DATA FOR PROCESSING below:

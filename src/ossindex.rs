//! Sonatype OSS Index batch lookups.
//!
//! One `component-report` POST per dependency batch; basic auth raises the
//! anonymous rate limit when credentials are configured. The catalog is a
//! label on the resulting vulnerabilities, not a coupling — swapping the
//! endpoint swaps the source.

use std::time::Duration;

use serde::{Deserialize, Serialize};
use thiserror::Error;

const DEFAULT_ENDPOINT: &str = "https://ossindex.sonatype.org/api/v3/component-report";
const REQUEST_TIMEOUT: Duration = Duration::from_secs(30);

/// A catalog lookup that failed. Per-batch: the caller logs it and drops
/// the whole batch — there is no finding to emit.
#[derive(Debug, Error)]
#[error("vulnerability lookup failed: {0}")]
pub struct LookupError(#[from] reqwest::Error);

/// Blocking OSS Index client.
pub struct OssIndexClient {
    user: String,
    password: String,
    endpoint: String,
    http: reqwest::blocking::Client,
}

#[derive(Serialize)]
struct ReportRequest<'a> {
    coordinates: &'a [String],
}

/// One catalog report: the queried coordinate plus its known
/// vulnerabilities.
#[derive(Debug, Deserialize)]
pub struct ComponentReport {
    pub coordinates: String,
    #[serde(default)]
    pub vulnerabilities: Vec<OssVulnerability>,
}

/// Catalog entry as returned by the API.
#[derive(Debug, Default, Deserialize)]
#[serde(rename_all = "camelCase")]
pub struct OssVulnerability {
    #[serde(default)]
    pub id: String,
    #[serde(default)]
    pub title: String,
    #[serde(default)]
    pub description: String,
    #[serde(default)]
    pub cvss_score: f32,
    #[serde(default)]
    pub cvss_vector: String,
    #[serde(default)]
    pub cwe: String,
    #[serde(default)]
    pub cve: String,
    #[serde(default)]
    pub reference: String,
    #[serde(default)]
    pub version_ranges: Vec<String>,
}

impl OssIndexClient {
    #[must_use]
    pub fn new(user: &str, password: &str) -> Self {
        let http = reqwest::blocking::Client::builder()
            .timeout(REQUEST_TIMEOUT)
            .build()
            .unwrap_or_default();
        Self {
            user: user.to_owned(),
            password: password.to_owned(),
            endpoint: DEFAULT_ENDPOINT.to_owned(),
            http,
        }
    }

    /// Point at a different catalog endpoint (tests, mirrors).
    #[must_use]
    pub fn with_endpoint(mut self, endpoint: &str) -> Self {
        self.endpoint = endpoint.to_owned();
        self
    }

    /// Fetch reports for a batch of PURL coordinates.
    ///
    /// # Errors
    /// [`LookupError`] on transport failure or a non-2xx response.
    pub fn component_reports(
        &self,
        coordinates: &[String],
    ) -> Result<Vec<ComponentReport>, LookupError> {
        let mut request = self
            .http
            .post(&self.endpoint)
            .json(&ReportRequest { coordinates });
        if !self.user.is_empty() {
            request = request.basic_auth(&self.user, Some(&self.password));
        }
        Ok(request.send()?.error_for_status()?.json()?)
    }
}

End of DATA FOR PROCESSING.

PROBLEM REQUIREMENTS:
Exact retyping is needed for the line with "of PURL coordinates." and for each line after it through the end of the listing above; no other lines belong.

RESULT:
    /// Fetch reports for a batch of PURL coordinates.
    ///
    /// # Errors
    /// [`LookupError`] on transport failure or a non-2xx response.
    pub fn component_reports(
        &self,
        coordinates: &[String],
    ) -> Result<Vec<ComponentReport>, LookupError> {
        let mut request = self
            .http
            .post(&self.endpoint)
            .json(&ReportRequest { coordinates });
        if !self.user.is_empty() {
            request = request.basic_auth(&self.user, Some(&self.password));
        }
        Ok(request.send()?.error_for_status()?.json()?)
    }
}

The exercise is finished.